В одноэтажном деревянном строении с мезонином в середине прошлого века проживали псковский вице-губернатор Лев Перовский и его дочь Софья, убившая императора Александра Освободителя. Теперь в доме революционерки торговали продуктами и мануфактурой, в мезонине жил хозяин лавки с семьёй, а в правом крыле готовили еду из торговых остатков. Матюшину на вид не было и двадцати, он сидел спиной к выходу, и Травина увидел только тогда, когда тот появился прямо перед ним.
— Искали меня, — Сергей уселся на свободный стул. Тот скрипнул, но выдержал.
— Вы же только что при смерти лежали, — следователь ел бутерброды с колбасой, отхлёбывая крепкий чай из стакана в металлическом подстаканнике. При виде Сергея есть он перестал, смахнул крошки со стола. — Простите, лучше бы в кабинете поговорили.
— Ничего.
— Может, возьмёте что?
— Не голоден. Что с моим делом?
— В принципе, дело почти закрыто, — Матюшин пригладил русые вихры, — осталось только вас допросить. Лакоба написал объяснительную, свидетелей произошедшего много, мы их почти всех опросили.
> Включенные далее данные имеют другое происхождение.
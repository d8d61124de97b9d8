//! Iterative-deepening principal variation search.
//!
//! The driver deepens from depth 1, reusing each completed iteration's best
//! move as ordering input for the next, and stops once a completed depth
//! has consumed more than a quarter of the move budget. Inside an
//! iteration, every node polls the deadline; when it trips, the whole
//! recursion unwinds by returning `None` and the caller falls back to the
//! previous completed depth's answer. Aborted partial results are never
//! trusted. The transposition table is cleared at the end of each call;
//! its depth-versioned entries are only meaningful within one search.

use std::time::{Duration, Instant};

use crate::board::position::Position;
use crate::board::types::{Move, PieceKind};
use crate::eval::evaluate::{piece_value, Evaluator};
use crate::movegen::generator::{
    generate_captures_and_promotions, generate_legal_moves, generate_pseudo_legal_moves, MoveList,
};
use crate::search::see::see;
use crate::search::transposition::{Bound, TTEntry, TranspositionTable};
use crate::utils::algebraic::move_to_algebraic;

pub const MATE_SCORE: i32 = 30_000;
pub const MAX_DEPTH: u8 = 64;
const MATE_TT_THRESHOLD: i32 = MATE_SCORE - 1_000;
const DEFAULT_HASH_MB: usize = 16;

/// Outcome of one `iterative_deepening` call.
#[derive(Debug, Clone, Default)]
pub struct SearchReport {
    /// Best move of the deepest completed iteration; `None` only when the
    /// position has no legal moves at all.
    pub best_move: Option<Move>,
    pub score: i32,
    pub depth: u8,
    pub nodes: u64,
    pub elapsed_ms: u64,
    pub pv: Vec<Move>,
}

#[derive(Debug)]
pub struct Searcher {
    tt: TranspositionTable,
    evaluator: Evaluator,
    nodes: u64,
    deadline: Option<Instant>,
    /// Best move of the previous completed iteration, used as an ordering
    /// hint below the transposition move.
    pv_move: Option<Move>,
}

impl Default for Searcher {
    fn default() -> Self {
        Self::new()
    }
}

impl Searcher {
    pub fn new() -> Self {
        Self::with_hash_mb(DEFAULT_HASH_MB)
    }

    pub fn with_hash_mb(size_mb: usize) -> Self {
        Self {
            tt: TranspositionTable::new_with_mb(size_mb),
            evaluator: Evaluator::new(),
            nodes: 0,
            deadline: None,
            pv_move: None,
        }
    }

    /// Reset cached state between games.
    pub fn new_game(&mut self) {
        self.tt.clear();
        self.evaluator.clear();
        self.pv_move = None;
    }

    /// Pick a move within `time_budget_ms`, deepening up to `max_depth`.
    ///
    /// A depth whose search is cut off by the deadline is discarded and the
    /// previous depth's move is returned; deepening also stops once elapsed
    /// time exceeds a quarter of the budget, since the next iteration would
    /// be unlikely to finish.
    pub fn iterative_deepening(
        &mut self,
        position: &Position,
        time_budget_ms: u64,
        max_depth: u8,
    ) -> SearchReport {
        let started = Instant::now();
        let budget = Duration::from_millis(time_budget_ms.max(1));
        self.deadline = Some(started + budget);
        self.pv_move = None;
        self.nodes = 0;

        let mut report = SearchReport::default();
        let mut root = position.clone();

        // Best-effort fallback so a tiny budget still answers with a move.
        report.best_move = generate_legal_moves(position).first().copied();

        for depth in 1..=max_depth.clamp(1, MAX_DEPTH) {
            let Some((best_move, score)) = self.search_root(&mut root, depth) else {
                log::debug!("depth {depth} aborted by the time budget, keeping previous result");
                break;
            };

            report.score = score;
            report.depth = depth;
            if best_move.is_some() {
                report.best_move = best_move;
                report.pv = self.principal_variation(position, depth);
            }
            self.pv_move = best_move;

            log::debug!(
                "depth {depth} score {score} nodes {} elapsed {}ms pv {}",
                self.nodes,
                started.elapsed().as_millis(),
                render_pv(&report.pv),
            );

            if best_move.is_none() {
                // Mated or stalemated at the root; deeper search cannot help.
                break;
            }
            if started.elapsed() > budget / 4 {
                break;
            }
        }

        report.nodes = self.nodes;
        report.elapsed_ms = started.elapsed().as_millis() as u64;
        self.deadline = None;
        self.tt.clear();
        report
    }

    #[inline]
    fn timed_out(&self) -> bool {
        matches!(self.deadline, Some(deadline) if Instant::now() >= deadline)
    }

    /// Full-window principal variation search at the root. Returns `None`
    /// when the deadline tripped mid-iteration, `Some((None, score))` when
    /// the side to move has no legal move.
    fn search_root(&mut self, position: &mut Position, depth: u8) -> Option<(Option<Move>, i32)> {
        let mut alpha = -MATE_SCORE;
        let beta = MATE_SCORE;

        let mut moves = generate_pseudo_legal_moves(position);
        let tt_move = self.tt.probe(position.hash).and_then(|e| e.best_move);
        order_moves(position, &mut moves, tt_move, self.pv_move);

        let mut best_move: Option<Move> = None;
        let mut legal = 0usize;

        for mv in moves {
            if self.timed_out() {
                return None;
            }
            if !position.make_move(mv) {
                continue;
            }
            legal += 1;
            if best_move.is_none() {
                best_move = Some(mv);
            }

            let score = if legal == 1 {
                let result = self.search(position, -beta, -alpha, depth - 1, 1);
                position.unmake_move(mv);
                -(result?)
            } else {
                let probe = self.search(position, -alpha - 1, -alpha, depth - 1, 1);
                let Some(probe_score) = probe else {
                    position.unmake_move(mv);
                    return None;
                };
                if -probe_score > alpha {
                    let result = self.search(position, -beta, -alpha, depth - 1, 1);
                    position.unmake_move(mv);
                    -(result?)
                } else {
                    position.unmake_move(mv);
                    -probe_score
                }
            };

            if score > alpha {
                alpha = score;
                best_move = Some(mv);
            }
        }

        if legal == 0 {
            return Some((None, terminal_score(position, 0)));
        }

        self.tt.store(TTEntry {
            key: position.hash,
            depth,
            score: tt_score_for_storage(alpha, 0),
            bound: Bound::Exact,
            best_move,
        });

        Some((best_move, alpha))
    }

    /// Fail-hard PVS. `None` means the time budget tripped and the result
    /// must not be trusted anywhere up the stack.
    fn search(
        &mut self,
        position: &mut Position,
        mut alpha: i32,
        mut beta: i32,
        depth: u8,
        ply: u8,
    ) -> Option<i32> {
        if self.timed_out() {
            return None;
        }
        self.nodes += 1;

        if let Some(entry) = self.tt.probe(position.hash) {
            if entry.depth >= depth {
                let tt_score = tt_score_from_storage(entry.score, ply);
                match entry.bound {
                    Bound::Exact => return Some(tt_score),
                    Bound::Lower => alpha = alpha.max(tt_score),
                    Bound::Upper => beta = beta.min(tt_score),
                }
                if alpha >= beta {
                    return Some(tt_score);
                }
            }
        }
        let alpha_orig = alpha;

        if depth == 0 {
            return self.quiescence(position, alpha, beta, ply);
        }

        let mut moves = generate_pseudo_legal_moves(position);
        let tt_move = self.tt.probe(position.hash).and_then(|e| e.best_move);
        order_moves(position, &mut moves, tt_move, self.pv_move);

        let mut best_move: Option<Move> = None;
        let mut legal = 0usize;

        for mv in moves {
            if !position.make_move(mv) {
                continue;
            }
            legal += 1;

            let score = if legal == 1 {
                let result = self.search(position, -beta, -alpha, depth - 1, ply + 1);
                position.unmake_move(mv);
                -(result?)
            } else {
                let probe = self.search(position, -alpha - 1, -alpha, depth - 1, ply + 1);
                let Some(probe_score) = probe else {
                    position.unmake_move(mv);
                    return None;
                };
                if -probe_score > alpha {
                    let result = self.search(position, -beta, -alpha, depth - 1, ply + 1);
                    position.unmake_move(mv);
                    -(result?)
                } else {
                    position.unmake_move(mv);
                    -probe_score
                }
            };

            if score > alpha {
                alpha = score;
                best_move = Some(mv);
            }
            if alpha >= beta {
                self.tt.store(TTEntry {
                    key: position.hash,
                    depth,
                    score: tt_score_for_storage(beta, ply),
                    bound: Bound::Lower,
                    best_move: Some(mv),
                });
                return Some(beta);
            }
        }

        if legal == 0 {
            return Some(terminal_score(position, ply));
        }

        let bound = if alpha > alpha_orig {
            Bound::Exact
        } else {
            Bound::Upper
        };
        self.tt.store(TTEntry {
            key: position.hash,
            depth,
            score: tt_score_for_storage(alpha, ply),
            bound,
            best_move,
        });

        Some(alpha)
    }

    /// Capture/promotion-only search below the horizon. The static score
    /// stands pat as a lower bound, and losing captures (negative static
    /// exchange) are pruned outright. Converges because every recursive
    /// call consumes a capture and the board holds finitely many pieces.
    fn quiescence(
        &mut self,
        position: &mut Position,
        mut alpha: i32,
        beta: i32,
        ply: u8,
    ) -> Option<i32> {
        if self.timed_out() {
            return None;
        }
        self.nodes += 1;

        let stand_pat = self.evaluator.evaluate(position);
        if stand_pat >= beta {
            return Some(beta);
        }
        if stand_pat > alpha {
            alpha = stand_pat;
        }

        let mut moves = generate_captures_and_promotions(position);
        moves.retain(|mv| see(position, *mv) >= 0);
        order_moves(position, &mut moves, None, None);

        for mv in moves {
            if !position.make_move(mv) {
                continue;
            }
            let result = self.quiescence(position, -beta, -alpha, ply + 1);
            position.unmake_move(mv);
            let score = -(result?);

            if score >= beta {
                return Some(beta);
            }
            if score > alpha {
                alpha = score;
            }
        }

        Some(alpha)
    }

    /// Walk the transposition table from the root, validating each stored
    /// move against the legality filter, to recover the principal variation
    /// of the just-completed iteration.
    fn principal_variation(&self, position: &Position, max_len: u8) -> Vec<Move> {
        let mut pv = Vec::new();
        let mut current = position.clone();

        for _ in 0..max_len {
            let Some(entry) = self.tt.probe(current.hash) else {
                break;
            };
            let Some(best_move) = entry.best_move else {
                break;
            };
            if !current.make_move(best_move) {
                break;
            }
            pv.push(best_move);
        }

        pv
    }
}

/// Score for a node with no legal moves: mated if in check, else a draw.
/// Mates closer to the root score worse for the mated side, so the winner
/// steers toward the shortest mate.
#[inline]
fn terminal_score(position: &Position, ply: u8) -> i32 {
    if position.in_check() {
        -(MATE_SCORE - i32::from(ply))
    } else {
        0
    }
}

/// Mate scores are stored relative to the probing node, not the root, so a
/// table entry written at one ply stays meaningful at another.
#[inline]
fn tt_score_for_storage(score: i32, ply: u8) -> i32 {
    if score >= MATE_TT_THRESHOLD {
        score.saturating_add(i32::from(ply))
    } else if score <= -MATE_TT_THRESHOLD {
        score.saturating_sub(i32::from(ply))
    } else {
        score
    }
}

#[inline]
fn tt_score_from_storage(score: i32, ply: u8) -> i32 {
    if score >= MATE_TT_THRESHOLD {
        score.saturating_sub(i32::from(ply))
    } else if score <= -MATE_TT_THRESHOLD {
        score.saturating_add(i32::from(ply))
    } else {
        score
    }
}

/// Sort descending by ordering key: transposition move first, then the
/// previous iteration's principal-variation move, then MVV-LVA captures
/// and promotions, then everything else.
fn order_moves(position: &Position, moves: &mut MoveList, tt_move: Option<Move>, pv_move: Option<Move>) {
    moves.sort_unstable_by_key(|mv| -order_score(position, *mv, tt_move, pv_move));
}

fn order_score(position: &Position, mv: Move, tt_move: Option<Move>, pv_move: Option<Move>) -> i32 {
    if Some(mv) == tt_move {
        return 1_000_000;
    }
    if Some(mv) == pv_move {
        return 900_000;
    }

    let mut score = 0i32;
    if let Some(victim) = mv.captured {
        let attacker = position
            .piece_at(mv.from)
            .piece()
            .map(|p| p.kind)
            .unwrap_or(PieceKind::Pawn);
        score += 100_000 + piece_value(victim) * 16 - piece_value(attacker);
    }
    if let Some(promo) = mv.promotion {
        score += 90_000 + piece_value(promo);
    }
    score
}

fn render_pv(pv: &[Move]) -> String {
    pv.iter()
        .map(|mv| move_to_algebraic(*mv))
        .collect::<Vec<_>>()
        .join(" ")
}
Если бы вы умерли, то, конечно, легко он бы не отделался, но при сложившихся обстоятельствах прокурор максимум может потребовать 142-ю, а суд может и её не принять, потому что ранения не было фактически.
— Не было? — Травин усмехнулся.
— По всему выходит, что вы в момент выстрела отступили на шаг, поскользнулись, ударились головой о колонну, спиной о ступеньку, и потеряли сознание. Тут скорее вина коммунхоза, что песком поленились посыпать, а не Лакобы, хотя то, что он — причина вашего падения, никто не отрицает. Если вреда существенного здоровью нет, то штрафом ограничатся, суд во внимание ситуацию примет. Этот Лакоба вокруг врача вашего, Иноземцева, так и вился, думаю, выяснял, как вы и что. А как узнал, что на поправку, сразу перестал, да и ранения нет, куртка, то есть имущество, испорчена, ну и сам факт выстрела, а то, что головой вы ударились, это, конечно, отягчающее статью обстоятельство, но не решающее. По партийной линии, наверное, его пропесочат, выговор вроде как обещались влепить.
— Хорошо. А с Екимовой что?
— Да с ней всё ясно, говорил же Наде, чтобы язык свой за зубами держала, — сокрушённо вздохнул Матюшин. — Загуляла ваша сотрудница, дело молодое.
Травин улыбнулся.
— А как узнали, что загуляла?
— Так оставила записку, что уходит, вот этот Лакоба и взбеленился — в записке-то не указано, к кому, решил, что вы её увели. Родственников у неё нет, все в Гражданскую померли, живёт одна, точнее, с этим Лакобой, по его просьбе ищем.
— Значит, записку оставила? Сама написала?
Матюшин важно кивнул.
— Евсей Венедиктович, криминалист наш, уверяет, что сама, почерк сличили с ордером на вселение. Вы уж извините, товарищ, это дело следствия, я понимаю, вы лицо пострадавшее, но больше рассказать ничего не могу. Жду вас завтра в девять, вот повестка, — он вытащил из папки бланк, вписал дату и время, — много времени это не займёт.